Cells were washed and lysed with 50 µl of lysis buffer [1% Triton X-100, 0.45% sodium pyrophosphate, 100 mM NaF, 2 mM Na3VO4, 50 mM HEPES (pH 8.0), 147 mM NaCl, 1 mM EDTA, and a protease inhibitor mixture (cOmplete; Sigma-Aldrich, Tokyo, Japan)]. Then, the lysed cells were centrifuged at 13,000 × g, 4°C, for 15 min to obtain the supernatant, which was used as the cell lysate. Equal amounts of cell lysate proteins were loaded (10 µg per lane) onto a 15% acrylamide gel for microtubule-associated protein light-chain 3 (LC3) and onto a 10% acrylamide gel for other proteins, separated by SDS-PAGE electrophoresis, and transferred onto PVDF membranes (Hybond-P; GE Healthcare Life Science, Tokyo, Japan).
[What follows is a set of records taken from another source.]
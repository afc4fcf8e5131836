//! Quantile estimators.
//!
//! Three interchangeable strategies implement [`QuantileEstimator`]:
//!
//! - [`ExactHistogram`]: one exact counter per integer value up to a clamp.
//! - [`Reservoir`]: a fixed-size uniform sample of the raw stream.
//! - [`LogSketch`]: logarithmic buckets with a relative-accuracy guarantee.
//!
//! [`Estimator`] dispatches over them statically so accumulators can hold
//! one inline, and [`Strategy`] builds fresh instances of the configured kind.

pub mod histogram;
pub mod reservoir;
pub mod sketch;

use anyhow::{bail, Result};

pub use histogram::ExactHistogram;
pub use reservoir::Reservoir;
pub use sketch::LogSketch;

/// A resettable summary of a stream of non-negative samples.
pub trait QuantileEstimator {
    /// Adds one sample.
    fn insert(&mut self, value: u64);

    /// Approximate value at rank `q` in `[0, 1]`, or `None` when empty.
    /// Out-of-range `q` is clamped.
    fn quantile(&self, q: f64) -> Option<f64>;

    /// Number of samples inserted since creation or the last reset.
    fn count(&self) -> u64;

    /// Discards all samples.
    fn reset(&mut self);

    /// Returns an independent copy that is unaffected by later inserts.
    fn snapshot(&self) -> Self
    where
        Self: Sized;
}

/// One of the supported estimator strategies.
#[derive(Debug, Clone)]
pub enum Estimator {
    Histogram(ExactHistogram),
    Reservoir(Reservoir),
    Sketch(LogSketch),
}

impl Estimator {
    /// Approximate heap footprint in bytes.
    pub fn memory_bytes(&self) -> usize {
        match self {
            Self::Histogram(h) => h.memory_bytes(),
            Self::Reservoir(r) => r.memory_bytes(),
            Self::Sketch(s) => s.memory_bytes(),
        }
    }
}

impl QuantileEstimator for Estimator {
    #[inline]
    fn insert(&mut self, value: u64) {
        match self {
            Self::Histogram(h) => h.insert(value),
            Self::Reservoir(r) => r.insert(value),
            Self::Sketch(s) => s.insert(value),
        }
    }

    fn quantile(&self, q: f64) -> Option<f64> {
        match self {
            Self::Histogram(h) => h.quantile(q),
            Self::Reservoir(r) => r.quantile(q),
            Self::Sketch(s) => s.quantile(q),
        }
    }

    fn count(&self) -> u64 {
        match self {
            Self::Histogram(h) => h.count(),
            Self::Reservoir(r) => r.count(),
            Self::Sketch(s) => s.count(),
        }
    }

    fn reset(&mut self) {
        match self {
            Self::Histogram(h) => h.reset(),
            Self::Reservoir(r) => r.reset(),
            Self::Sketch(s) => s.reset(),
        }
    }

    fn snapshot(&self) -> Self {
        match self {
            Self::Histogram(h) => Self::Histogram(h.snapshot()),
            Self::Reservoir(r) => Self::Reservoir(r.snapshot()),
            Self::Sketch(s) => Self::Sketch(s.snapshot()),
        }
    }
}

/// Upper bound on the histogram clamp; one bucket per value.
pub const MAX_HISTOGRAM_VALUE: u64 = 1 << 20;

/// Validated estimator configuration; builds empty estimators on demand.
#[derive(Debug, Clone, Copy, PartialEq)]
pub enum Strategy {
    Histogram { max_value: u64 },
    Reservoir { capacity: usize },
    Sketch { alpha: f64 },
}

impl Strategy {
    /// Exact counts for values in `0..=max_value`; larger values land in the
    /// top bucket. Fails unless `1 <= max_value <= MAX_HISTOGRAM_VALUE`.
    pub fn histogram(max_value: u64) -> Result<Self> {
        if max_value == 0 {
            bail!("histogram max value must be positive");
        }
        if max_value > MAX_HISTOGRAM_VALUE {
            bail!("histogram max value must be at most {MAX_HISTOGRAM_VALUE}");
        }
        Ok(Self::Histogram { max_value })
    }

    /// Uniform sample of at most `capacity` values. Fails on zero capacity.
    pub fn reservoir(capacity: usize) -> Result<Self> {
        if capacity == 0 {
            bail!("reservoir capacity must be positive");
        }
        Ok(Self::Reservoir { capacity })
    }

    /// Log-bucketed sketch with relative accuracy `alpha`, which must be at
    /// least `sketch::MIN_ALPHA` and below one.
    pub fn sketch(alpha: f64) -> Result<Self> {
        sketch::validate_alpha(alpha)?;
        Ok(Self::Sketch { alpha })
    }

    /// Creates an empty estimator of this strategy.
    pub fn build(&self) -> Estimator {
        match *self {
            Self::Histogram { max_value } => Estimator::Histogram(ExactHistogram::new(max_value)),
            Self::Reservoir { capacity } => Estimator::Reservoir(Reservoir::new(capacity)),
            Self::Sketch { alpha } => Estimator::Sketch(LogSketch::with_alpha(alpha)),
        }
    }

    /// Samples per entity that must be seen before fixed-capacity structures
    /// are full. Zero for strategies without a fill phase.
    pub fn warmup_samples(&self) -> u64 {
        match *self {
            Self::Reservoir { capacity } => capacity as u64,
            Self::Histogram { .. } | Self::Sketch { .. } => 0,
        }
    }

    /// Short human-readable description for frame headers.
    pub fn describe(&self) -> String {
        match *self {
            Self::Histogram { max_value } => format!("histogram 0..={max_value}"),
            Self::Reservoir { capacity } => format!("reservoir {capacity}"),
            Self::Sketch { alpha } => format!("DDSketch \u{3b1}={:.2}%", alpha * 100.0),
        }
    }
}

/// Position of the `q`-th order statistic among `count` sorted samples,
/// split into the lower rank and the interpolation fraction.
pub(crate) fn order_position(q: f64, count: u64) -> (u64, f64) {
    let q = if q.is_nan() { 0.0 } else { q.clamp(0.0, 1.0) };
    let pos = q * count.saturating_sub(1) as f64;
    let lower = pos.floor();
    (lower as u64, pos - lower)
}

#[inline]
pub(crate) fn interpolate(lo: f64, hi: f64, frac: f64) -> f64 {
    lo + (hi - lo) * frac
}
The membranes were blocked with Blocking One-P (Nacalai Tesque) for 60 min at room temperature (22–24°C) and then incubated overnight (16–18 h) at 4°C with primary antibodies against each of the following proteins: LC3 (#2775), 70-kDa ribosomal protein S6 kinase (p70S6K; #9202), phosphorylated-p70S6K (#9205), AMP-activated protein kinase (AMPK; #2532), and phosphorylated-AMPK (#2535), all purchased from Cell Signaling (Danvers, MA, USA), or β-actin (#sc47778; Santa Cruz Biotechnology, Dallas, TX, USA). After washing with PBS containing 0.1% Tween 20 (TBS-T), the membranes were incubated with horseradish peroxidase-conjugated secondary antibodies for 1 h at room temperature (22–24°C). Specific proteins were detected by chemiluminescence using the ECL Select Western Blotting Detection Reagent (GE Healthcare). Images were captured and quantified using the iBright Imaging System (Thermo Fisher Scientific JP).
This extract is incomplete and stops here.